When my aunt told me to “enjoy the pregnancy,” I was already in the throes of the existential crisis called “what the f#$% have I got myself into?” The feeling of hunger is like the machines in The Matrix; they have taken over my body and have a life of their own. I can’t predict them, I can’t control them, and apparently, I can’t satiate them. I am never sure if the machines are going to be happy with what I put in my body. Sometimes, they reject my offering instantaneously. Sometimes, they lull me into complacency … and then reject it suddenly. Most of the time, they keep me guessing. I am barely functional — suddenly overwhelmingly sleepy, suddenly overwhelmingly tired, and funnily awake at the oddest of hours. As I write, my family of a husband and two dogs sleep blissfully, and I am counting the minutes to when I can officially wake him up and send him to make coffee.
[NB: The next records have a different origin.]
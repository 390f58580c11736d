use logos::Logos;

use crate::error::ParseError;

/// Represents a lexical token in the source input.
///
/// A token is a minimal but meaningful unit of text produced by the lexer.
/// The variants below form a fixed, ordered rule list: at every offset the
/// first rule that matches wins, with keywords tried before identifiers and
/// comparison operators before `=` so that `SETTING` stays one identifier and
/// `==` is never split into two assignments. Variants that carry a `String`
/// hold the raw matched slice; decoding literals into values happens later,
/// in the evaluator.
#[derive(Logos, Debug, PartialEq, Clone)]
#[logos(extras = LexerExtras)]
pub enum Token {
    /// `DEFINE` (reserved; recognized but never executed).
    #[token("DEFINE")]
    Define,
    /// `RETURN` (reserved).
    #[token("RETURN")]
    Return,
    /// `SET`, the assignment keyword.
    #[token("SET")]
    Set,
    /// `IF` (reserved).
    #[token("IF")]
    If,
    /// `ELSE` (reserved).
    #[token("ELSE")]
    Else,
    /// `WHILE` (reserved).
    #[token("WHILE")]
    While,
    /// `SHOW`, the print keyword.
    #[token("SHOW")]
    Print,
    /// Numeric literal tokens such as `42` or `3.14`, kept as raw text.
    #[regex(r"[0-9]+(\.[0-9]+)?", |lex| lex.slice().to_string())]
    Number(String),
    /// String literal tokens, kept with their quotes and escapes intact.
    #[regex(r#""([^"\\]|\\.)*""#, lex_string)]
    Str(String),
    /// Comparison operators; recognized but unused by the evaluator.
    #[regex(r"==|!=|<=|>=|<|>", |lex| lex.slice().to_string())]
    Compare(String),
    /// `=`
    #[token("=")]
    Assign,
    /// Arithmetic operator characters: `+ - * / % ?`.
    #[regex(r"[+\-*/%?]", |lex| lex.slice().to_string())]
    Operator(String),
    /// `;`, the statement terminator.
    #[token(";")]
    End,
    /// `(`
    #[token("(")]
    LParen,
    /// `)`
    #[token(")")]
    RParen,
    /// `[`
    #[token("[")]
    LBracket,
    /// `]`
    #[token("]")]
    RBracket,
    /// `{`
    #[token("{")]
    LBrace,
    /// `}`
    #[token("}")]
    RBrace,
    /// `,`
    #[token(",")]
    Comma,
    /// Identifier tokens; variable names such as `x` or `total`.
    #[regex(r"[A-Za-z_][A-Za-z0-9_]*", |lex| lex.slice().to_string())]
    Identifier(String),

    /// Newlines are discarded after bumping the line counter.
    #[token("\n", |lex| {
        lex.extras.line += 1;
        logos::Skip
    })]
    NewLine,
    /// Spaces and tabs.
    #[regex(r"[ \t\f]+", logos::skip)]
    Ignored,

    /// The end-of-input marker. Never produced by a rule; [`tokenize`]
    /// appends exactly one after the last real token.
    Eof,
}

/// Additional information carried by the lexer during tokenization.
///
/// Tracks the current line number for error reporting and diagnostics.
#[derive(Default)]
pub struct LexerExtras {
    /// The current line number in the source being tokenized.
    pub line: usize,
}

/// Extracts a string literal, keeping the raw slice.
///
/// A literal may span newlines, so the line counter is advanced by however
/// many it contains before the slice is returned.
fn lex_string(lex: &mut logos::Lexer<Token>) -> String {
    let literal = lex.slice();
    lex.extras.line += literal.chars().filter(|&c| c == '\n').count();
    literal.to_string()
}

/// Converts source text into a token sequence.
///
/// The whole input is consumed: every fragment either becomes a token, is
/// skipped as whitespace, or fails the call. On success the sequence ends
/// with exactly one [`Token::Eof`].
///
/// # Parameters
/// - `source`: The raw source text.
///
/// # Returns
/// The tokens paired with the line each one was found on.
///
/// # Errors
/// Returns [`ParseError::IllegalCharacter`] with the byte offset and a short
/// excerpt of the surrounding text when no rule matches.
///
/// # Example
/// ```
/// use imperia::interpreter::lexer::{Token, tokenize};
///
/// let tokens = tokenize("SET x = 1").unwrap();
///
/// assert_eq!(tokens[0].0, Token::Set);
/// assert_eq!(tokens.last().unwrap().0, Token::Eof);
/// ```
pub fn tokenize(source: &str) -> Result<Vec<(Token, usize)>, ParseError> {
    let mut tokens = Vec::new();
    let mut lexer = Token::lexer_with_extras(source, LexerExtras { line: 1 });

    while let Some(token) = lexer.next() {
        if let Ok(tok) = token {
            tokens.push((tok, lexer.extras.line));
        } else {
            let offset = lexer.span().start;
            return Err(ParseError::IllegalCharacter { offset,
                                                      excerpt: error_excerpt(source, offset),
                                                      line: lexer.extras.line });
        }
    }

    tokens.push((Token::Eof, lexer.extras.line));
    Ok(tokens)
}

/// Takes up to 20 characters of context starting at the failure offset,
/// with newlines shown escaped.
fn error_excerpt(source: &str, offset: usize) -> String {
    source[offset..].chars()
                    .take(20)
                    .collect::<String>()
                    .replace('\n', "\\n")
}
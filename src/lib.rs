//! # imperia
//!
//! imperia is a minimal command interpreter written in Rust.
//! It tokenizes, parses, and executes a small imperative scripting language
//! with assignment (`SET`) and print (`SHOW`) statements, arithmetic, and
//! string concatenation over a persistent variable table.

#![warn(
    clippy::redundant_clone,
    clippy::needless_pass_by_value,
    clippy::similar_names,
    clippy::large_enum_variant,
    clippy::string_lit_as_bytes,
    clippy::match_same_arms,
    clippy::cargo,
    clippy::nursery,
    clippy::perf,
    clippy::style,
    clippy::suspicious,
    clippy::correctness,
    clippy::complexity,
    clippy::pedantic,
    //missing_docs,
)]
#![allow(clippy::missing_errors_doc)]

use crate::{error::InterpreterError, interpreter::evaluator::core::Interpreter};

/// Provides unified error types for parsing and evaluation.
///
/// This module defines all errors that can be raised during lexing, statement
/// parsing, or evaluating commands. It standardizes error reporting and
/// carries detailed information about failures, including error kinds,
/// descriptions, and source locations for debugging and user feedback.
///
/// # Responsibilities
/// - Defines error enums for all failure modes (lexer, dispatcher,
///   evaluator).
/// - Attaches line numbers and detailed messages for context.
/// - Supports integration with standard error handling traits and reporting
///   utilities.
pub mod error;
/// Orchestrates the entire process of command execution.
///
/// This module ties together lexing, statement dispatch, expression
/// evaluation, value representations, and output delivery to provide a
/// complete runtime for the command language. It exposes the public API for
/// executing command strings against a persistent interpreter instance.
///
/// # Responsibilities
/// - Coordinates all core components: lexer, evaluator, values, and output.
/// - Provides entry points for executing user commands.
/// - Manages the flow of data and errors between phases.
pub mod interpreter;
/// General utilities for safe numeric conversion.
///
/// This module provides reusable helpers used throughout the evaluator,
/// mainly safe conversions between integer and floating-point types without
/// silent data loss.
///
/// # Responsibilities
/// - Safely convert between `i64` and `f64` without silent data loss.
pub mod util;

/// Executes a script in a fresh interpreter session.
///
/// All statements in the provided source string run against a new, empty
/// variable table, with printed values going to stdout. If execution
/// succeeds, it returns `Ok(())`; otherwise, it returns an error with details
/// about the failure.
///
/// Callers that need a persistent variable table across calls, or a custom
/// output sink, should hold an [`Interpreter`] instead.
///
/// # Errors
/// Returns an error if tokenization fails or any statement fails to parse or
/// evaluate.
///
/// # Examples
/// ```
/// use imperia::run_script;
///
/// // Simple statement: the variable is bound and no error should occur.
/// let res = run_script("SET result = 2 + 2");
/// assert!(res.is_ok());
///
/// // Example with an intentional error (unknown variable).
/// let res = run_script("SET y = x + 1"); // 'x' is not defined
/// assert!(res.is_err());
/// ```
pub fn run_script(source: &str) -> Result<(), InterpreterError> {
    Interpreter::new().execute(source)
}
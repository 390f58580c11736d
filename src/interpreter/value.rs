use crate::{error::RuntimeError, util::num::i64_to_f64_checked};

/// Represents a runtime value in the interpreter.
///
/// This enum models all the types that can appear in expressions, variable
/// bindings, and print output. There is no boolean or null variant; the
/// language computes only numbers and text.
#[derive(Debug, Clone, PartialEq)]
pub enum Value {
    /// An integer value (64 bit integer).
    Integer(i64),
    /// A numeric value (double precision floating-point).
    Real(f64),
    /// A text string.
    Str(String),
}

impl From<i64> for Value {
    fn from(v: i64) -> Self {
        Self::Integer(v)
    }
}

impl From<f64> for Value {
    fn from(v: f64) -> Self {
        Self::Real(v)
    }
}

impl From<String> for Value {
    fn from(v: String) -> Self {
        Self::Str(v)
    }
}

impl From<&str> for Value {
    fn from(v: &str) -> Self {
        Self::Str(v.to_string())
    }
}

impl Value {
    /// Names the variant for use in type-error messages.
    #[must_use]
    pub const fn type_name(&self) -> &'static str {
        match self {
            Self::Integer(_) => "integer",
            Self::Real(_) => "real",
            Self::Str(_) => "string",
        }
    }

    /// Returns `true` for the numeric variants.
    #[must_use]
    pub const fn is_numeric(&self) -> bool {
        matches!(self, Self::Integer(_) | Self::Real(_))
    }

    /// Converts the value to an `f64`, or returns an error if not numeric.
    ///
    /// Accepts `Value::Real` and `Value::Integer`. For integers, conversion
    /// fails if the value is too large to be represented as `f64` exactly.
    ///
    /// # Parameters
    /// - `line`: Source code line number for error reporting.
    ///
    /// # Returns
    /// - `Ok(f64)`: If the value is real or a safe integer.
    /// - `Err(RuntimeError::TypeError | LiteralTooLarge)`: If not numeric or
    ///   not representable.
    ///
    /// # Example
    /// ```
    /// use imperia::interpreter::value::Value;
    ///
    /// let x = Value::Integer(10);
    /// let real = x.as_real(42).unwrap();
    ///
    /// assert_eq!(real, 10.0);
    /// ```
    pub fn as_real(&self, line: usize) -> Result<f64, RuntimeError> {
        match self {
            Self::Real(r) => Ok(*r),
            Self::Integer(n) => i64_to_f64_checked(*n, RuntimeError::LiteralTooLarge { line }),
            Self::Str(_) => {
                Err(RuntimeError::TypeError { details: "Expected a numeric value, found a string"
                                                  .to_string(),
                                              line })
            },
        }
    }
}

impl std::fmt::Display for Value {
    fn fmt(&self, f: &mut std::fmt::Formatter<'_>) -> std::fmt::Result {
        match self {
            Self::Integer(n) => write!(f, "{n}"),
            Self::Real(r) => write!(f, "{r}"),
            Self::Str(s) => write!(f, "{s}"),
        }
    }
}
use std::{
    fs,
    io::{self, BufRead, Write},
};

use clap::Parser;
use imperia::interpreter::{evaluator::core::Interpreter, value::Value};

/// imperia is a small imperative command language with assignment and print
/// statements.
#[derive(Parser, Debug)]
#[command(version, about, long_about = None)]
struct Args {
    /// Tells imperia to treat the input as a file path instead of script
    /// text.
    #[arg(short, long)]
    file: bool,

    /// Script text to execute (or a path with --file). Omit to start the
    /// interactive prompt.
    contents: Option<String>,
}

fn main() {
    let args = Args::parse();

    let mut interpreter =
        Interpreter::with_sink(Box::new(|value: &Value| println!("[Output]: {value}")));

    match args.contents {
        Some(contents) => {
            let script = if args.file {
                fs::read_to_string(&contents).unwrap_or_else(|_| {
                    eprintln!("Failed to read the input file '{contents}'. Perhaps this file does not exist?");
                    std::process::exit(1);
                })
            } else {
                contents
            };

            if let Err(e) = interpreter.execute(&script) {
                eprintln!("{e}");
            }
        },

        None => prompt(&mut interpreter),
    }
}

/// The interactive read loop. One interpreter instance lives for the whole
/// session, so variables persist between lines; errors are reported and the
/// loop continues.
fn prompt(interpreter: &mut Interpreter) {
    println!("imperia {}", env!("CARGO_PKG_VERSION"));
    println!("Type 'exit' to quit.");

    let stdin = io::stdin();
    loop {
        print!(">> ");
        if io::stdout().flush().is_err() {
            break;
        }

        let mut line = String::new();
        match stdin.lock().read_line(&mut line) {
            Ok(0) | Err(_) => break,
            Ok(_) => {},
        }

        if line.trim().eq_ignore_ascii_case("exit") {
            break;
        }

        if let Err(e) = interpreter.execute(&line) {
            eprintln!("Error: {e}");
        }
    }
}
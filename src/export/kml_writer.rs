//! Polygon feature document (KML 2.2)
//!
//! Each polygon becomes a `Placemark` named by its 1-based detection index,
//! holding a single outer boundary ring of `longitude,latitude` pairs.

use std::io::Write;
use std::path::Path;
use log::info;
use quick_xml::events::{BytesDecl, BytesEnd, BytesStart, BytesText, Event};
use quick_xml::Writer;

use crate::coordinate::{GeoCoordinateMapper, GeoPolygon};
use crate::plan::errors::{PlanError, PlanResult};
use crate::plan::types::Polygon;
use crate::utils::fs_utils::write_atomically;

/// KML namespace
pub const KML_NAMESPACE: &str = "http://www.opengis.net/kml/2.2";

fn emit<W: Write>(xml: &mut Writer<W>, event: Event<'_>) -> PlanResult<()> {
    xml.write_event(event).map_err(|e| PlanError::XmlError(e.to_string()))
}

fn open<W: Write>(xml: &mut Writer<W>, name: &str) -> PlanResult<()> {
    emit(xml, Event::Start(BytesStart::new(name)))
}

fn close<W: Write>(xml: &mut Writer<W>, name: &str) -> PlanResult<()> {
    emit(xml, Event::End(BytesEnd::new(name)))
}

fn text_element<W: Write>(xml: &mut Writer<W>, name: &str, text: &str) -> PlanResult<()> {
    open(xml, name)?;
    emit(xml, Event::Text(BytesText::new(text)))?;
    close(xml, name)
}

/// `lon,lat lon,lat ...` in ring order
pub fn coordinates_text(ring: &GeoPolygon) -> String {
    ring.vertices()
        .iter()
        .map(|p| format!("{},{}", p.longitude, p.latitude))
        .collect::<Vec<_>>()
        .join(" ")
}

fn write_placemark<W: Write>(xml: &mut Writer<W>, name: &str, ring: &GeoPolygon) -> PlanResult<()> {
    open(xml, "Placemark")?;
    text_element(xml, "name", name)?;
    open(xml, "Polygon")?;
    open(xml, "outerBoundaryIs")?;
    open(xml, "LinearRing")?;
    text_element(xml, "coordinates", &coordinates_text(ring))?;
    close(xml, "LinearRing")?;
    close(xml, "outerBoundaryIs")?;
    close(xml, "Polygon")?;
    close(xml, "Placemark")
}

/// Write the polygon document to any writer
///
/// # Arguments
/// * `writer` - Destination
/// * `polygons` - Polygon features in detection order
/// * `mapper` - Mapper built for the canvas the polygons were traced on
///
/// # Returns
/// The number of placemarks written
pub fn write_polygons_kml<W: Write>(writer: W,
                                    polygons: &[Polygon],
                                    mapper: &GeoCoordinateMapper) -> PlanResult<usize> {
    let mut xml = Writer::new_with_indent(writer, b' ', 2);

    emit(&mut xml, Event::Decl(BytesDecl::new("1.0", Some("UTF-8"), None)))?;
    emit(&mut xml, Event::Start(BytesStart::new("kml").with_attributes([("xmlns", KML_NAMESPACE)])))?;
    open(&mut xml, "Document")?;

    for (index, polygon) in polygons.iter().enumerate() {
        let ring = mapper.map_polygon(polygon);
        write_placemark(&mut xml, &(index + 1).to_string(), &ring)?;
    }

    close(&mut xml, "Document")?;
    close(&mut xml, "kml")?;
    xml.into_inner().flush()?;

    Ok(polygons.len())
}

/// Write the polygon document to `path`, replacing any previous file only on success
pub fn save_polygons_kml(path: &Path,
                         polygons: &[Polygon],
                         mapper: &GeoCoordinateMapper) -> PlanResult<usize> {
    let mut placemarks = 0;
    write_atomically(path, |writer| {
        placemarks = write_polygons_kml(writer, polygons, mapper)?;
        Ok(())
    })?;

    info!("Saved {} polygons to {}", placemarks, path.display());
    Ok(placemarks)
}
I am not a child person; I am a dog person. I coo over puppies, I gush over dog videos and photos, I rush over to pet the friendly ones and try to make friends with the indifferent ones. I have two dogs, one, a year-and-a-half old puppy and the other, a 7-year-old who still thinks he is a puppy. I am largely indifferent to babies and I am terrified of young children. Yet, it seemed like a good idea at that time.

It wasn’t an epiphany or a bolt of lightning. There was no ‘now or never’ kind of urgency. We had a full house, a happy, loud, and messy one. We could go on, or we could add to it. Maybe this is what readiness feels like — a vision of the future and what it would take to build a family, one messy baby at a time.

  The news has sunk in, and I am sinking with it.

I was 33 years old and in the middle of a career change. We had taken in a rescue pup and were busy mediating the conflict between her and my older dog. And as if that wasn’t enough change already, my husband and I started a food venture on the side, almost on a whim. Life was packed, and we were rolling with the punches like pros. The thought of adding to this mess, to the menagerie of my household, just seemed like it would be fun. Sure, life would get even busier, but we could handle it.

The blithe confidence!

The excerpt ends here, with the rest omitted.